Housing prices continue to rise in Central Kitsap

When Art Castle set out to figure out the fiscal impact home builders have in Kitsap County to educate Kitsapers, he got an education of his own.

In 2000, Castle, the president of the Home Builders Association of Kitsap County, collected information from the Kitsap County Assessor’s Office about the cost of new homes. On average, in 2000, a 2,000-square-foot home cost $233,709 to build. In 2003, that same home cost $298,193.

“About half of the homes being built are custom homes (which are not being put on the market),” Castle said. “These numbers included all the new homes in the Kitsap County Assessor’s records.”

Kitsap County has seen a somewhat stagnant population change since the mid-1990s, Castle said. Before 1995, the county’s population growth was a healthy average of 7 percent. Since then, the population growth has been about 1 percent each year.

“That’s a very modest population change,” he said. A one-percent change can be accounted for with birth and death rates and very few people moving into or out of the county.

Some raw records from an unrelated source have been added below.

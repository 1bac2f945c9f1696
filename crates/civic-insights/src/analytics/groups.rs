use super::config::ScoringConfig;
use super::domain::{ServiceRecord, ServiceResult, WardStatus};
use serde::Serialize;
use std::collections::{BTreeMap, BTreeSet, HashMap};

/// Running totals for one group, filled by a single pass over the record
/// set. Missing costs count as zero spend.
#[derive(Debug, Default, Clone)]
pub(crate) struct GroupTotals {
    pub(crate) count: usize,
    pub(crate) cost_sum: f64,
    pub(crate) passed: usize,
    pub(crate) failed: usize,
    pub(crate) unknown: usize,
}

impl GroupTotals {
    pub(crate) fn observe(&mut self, record: &ServiceRecord) {
        self.count += 1;
        self.cost_sum += record.estimated_cost.unwrap_or(0.0).max(0.0);
        match record.result {
            ServiceResult::Pass => self.passed += 1,
            ServiceResult::Fail => self.failed += 1,
            _ => self.unknown += 1,
        }
    }

    pub(crate) fn rate(&self, part: usize) -> f64 {
        if self.count == 0 {
            0.0
        } else {
            part as f64 / self.count as f64 * 100.0
        }
    }

    pub(crate) fn avg_cost(&self) -> f64 {
        if self.count == 0 {
            0.0
        } else {
            self.cost_sum / self.count as f64
        }
    }

    fn into_aggregate(self, key: String) -> GroupAggregate {
        let avg_cost = self.avg_cost();
        let pass_rate = self.rate(self.passed);
        GroupAggregate {
            key,
            total_count: self.count,
            total_cost: self.cost_sum,
            avg_cost,
            pass_rate,
            fail_rate: self.rate(self.failed),
            unknown_rate: self.rate(self.unknown),
            cost_efficiency: cost_efficiency(pass_rate, avg_cost),
        }
    }
}

/// Aggregate statistics for one categorical group (a ward or a division).
#[derive(Debug, Clone, Serialize)]
pub struct GroupAggregate {
    pub key: String,
    pub total_count: usize,
    pub total_cost: f64,
    pub avg_cost: f64,
    pub pass_rate: f64,
    pub fail_rate: f64,
    pub unknown_rate: f64,
    pub cost_efficiency: f64,
}

/// Success per thousand currency units spent.
pub fn cost_efficiency(pass_rate: f64, avg_cost: f64) -> f64 {
    if avg_cost > 0.0 {
        (pass_rate / 100.0) / (avg_cost / 1000.0)
    } else {
        0.0
    }
}

#[derive(Debug, Clone, Serialize)]
pub struct EfficiencyRank {
    pub rank: usize,
    pub key: String,
    pub cost_efficiency: f64,
}

/// Rank groups by descending efficiency. The sort is stable, so ties keep
/// their original key order; ranks are 1-based sequence positions.
pub fn efficiency_ranking(groups: &[GroupAggregate]) -> Vec<EfficiencyRank> {
    let mut ordered: Vec<&GroupAggregate> = groups.iter().collect();
    ordered.sort_by(|a, b| b.cost_efficiency.total_cmp(&a.cost_efficiency));
    ordered
        .into_iter()
        .enumerate()
        .map(|(index, group)| EfficiencyRank {
            rank: index + 1,
            key: group.key.clone(),
            cost_efficiency: group.cost_efficiency,
        })
        .collect()
}

/// How the anomaly group compares with the mean of the valid wards. Plain
/// differences, not significance tests.
#[derive(Debug, Clone, Serialize)]
pub struct AnomalyImpact {
    pub avg_cost_delta: f64,
    pub pass_rate_delta: f64,
}

/// Records whose ward code falls outside the valid domain, reported as one
/// block so they stay visible in the totals.
#[derive(Debug, Clone, Serialize)]
pub struct WardAnomaly {
    pub codes: Vec<i32>,
    pub count: usize,
    pub total_cost: f64,
    pub avg_cost: f64,
    pub pass_rate: f64,
    pub percentage_of_total_services: f64,
    pub impact: AnomalyImpact,
}

#[derive(Debug, Clone, Serialize)]
pub struct WardAnalysis {
    pub valid_wards: Vec<GroupAggregate>,
    #[serde(skip_serializing_if = "Option::is_none")]
    pub anomaly: Option<WardAnomaly>,
    pub efficiency_ranking: Vec<EfficiencyRank>,
}

pub fn ward_analysis(records: &[ServiceRecord], config: &ScoringConfig) -> WardAnalysis {
    let mut in_domain: HashMap<i32, GroupTotals> = HashMap::new();
    let mut stray = GroupTotals::default();
    let mut stray_codes: BTreeSet<i32> = BTreeSet::new();

    for record in records {
        match record.ward_status(config.ward_count) {
            WardStatus::InDomain(ward) => in_domain.entry(ward).or_default().observe(record),
            WardStatus::OutOfDomain(code) => {
                stray.observe(record);
                stray_codes.insert(code);
            }
            WardStatus::Missing => {}
        }
    }

    // Walk the fixed domain in order; wards with no records are dropped.
    let valid_wards: Vec<GroupAggregate> = (1..=config.ward_count)
        .filter_map(|ward| {
            in_domain
                .remove(&ward)
                .map(|totals| totals.into_aggregate(ward.to_string()))
        })
        .collect();

    let anomaly = (stray.count > 0).then(|| {
        let valid_count = valid_wards.len() as f64;
        let (mean_avg_cost, mean_pass_rate) = if valid_wards.is_empty() {
            (0.0, 0.0)
        } else {
            (
                valid_wards.iter().map(|w| w.avg_cost).sum::<f64>() / valid_count,
                valid_wards.iter().map(|w| w.pass_rate).sum::<f64>() / valid_count,
            )
        };

        let avg_cost = stray.avg_cost();
        let pass_rate = stray.rate(stray.passed);
        WardAnomaly {
            codes: stray_codes.into_iter().collect(),
            count: stray.count,
            total_cost: stray.cost_sum,
            avg_cost,
            pass_rate,
            percentage_of_total_services: if records.is_empty() {
                0.0
            } else {
                stray.count as f64 / records.len() as f64 * 100.0
            },
            impact: AnomalyImpact {
                avg_cost_delta: avg_cost - mean_avg_cost,
                pass_rate_delta: pass_rate - mean_pass_rate,
            },
        }
    });

    let efficiency_ranking = efficiency_ranking(&valid_wards);

    WardAnalysis {
        valid_wards,
        anomaly,
        efficiency_ranking,
    }
}

/// Division label used for records without an owner, so their totals stay
/// visible alongside the attributed groups.
pub const UNASSIGNED_DIVISION: &str = "Unassigned";

pub fn division_breakdown(records: &[ServiceRecord]) -> Vec<GroupAggregate> {
    let mut groups: BTreeMap<String, GroupTotals> = BTreeMap::new();
    for record in records {
        let key = record
            .division()
            .unwrap_or(UNASSIGNED_DIVISION)
            .to_string();
        groups.entry(key).or_default().observe(record);
    }
    groups
        .into_iter()
        .map(|(key, totals)| totals.into_aggregate(key))
        .collect()
}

“If you had four houses and one buyer, the price of those homes might be different than if you had four buyers and one home, which is the situation we have right now,” Castle said.

Added to the stagnant population are the effects of the federal Growth Managment Act, which is intended to control urban sprawl. The GMA deems that in high population areas, 18 residential homes or more can be built on one acre, while in rural areas the number is one residence per five acres. The result is more homes are being built on fewer lots in high population areas.

Frank Wilson of Windermere Real Estate, said GMA has had a profound impact on the cost of real estate in Kitsap County. He said, in his opinion, it was one of the biggest factors driving the cost of new homes.

“Back in the late 1990s, the Growth Management Act came into effect and pushed away some home builders,” he said. He added that small, independent builders have come into the county and helped out in the building crunch.

While he said other factors, such as the rising cost of lumber and labor, also have affected the cost of construction in Kitsap.

“We need to have a balance of affordable homes, good-paying jobs and a great environment to raise a family,” he said.

Meanwhile, GMA is forcing people to build more houses on fewer lots.

“That’s not what people want,” Wilson said. “When they come here from Seattle, do they come here because they want to live like they did in Seattle or do they come here because they want a house on an acre?”

Jason Rice, a senior planner with the Kitsap County Department of Community Development’s community planning department, said the GMA’s restrictions do tend toward one-acre or two-acre lots in rural areas and four or five homes per acre in the urban areas.

Rice added that another factor in the rising price of home construction is a shortage of lots in Kitsap.

“All the lots that historically have been easy to develop are gone — they’ve been built on — now we’re left with lots that are constrained by the environment or have other limits or restrictions and we’re finding an increase in costs associated with developing them.”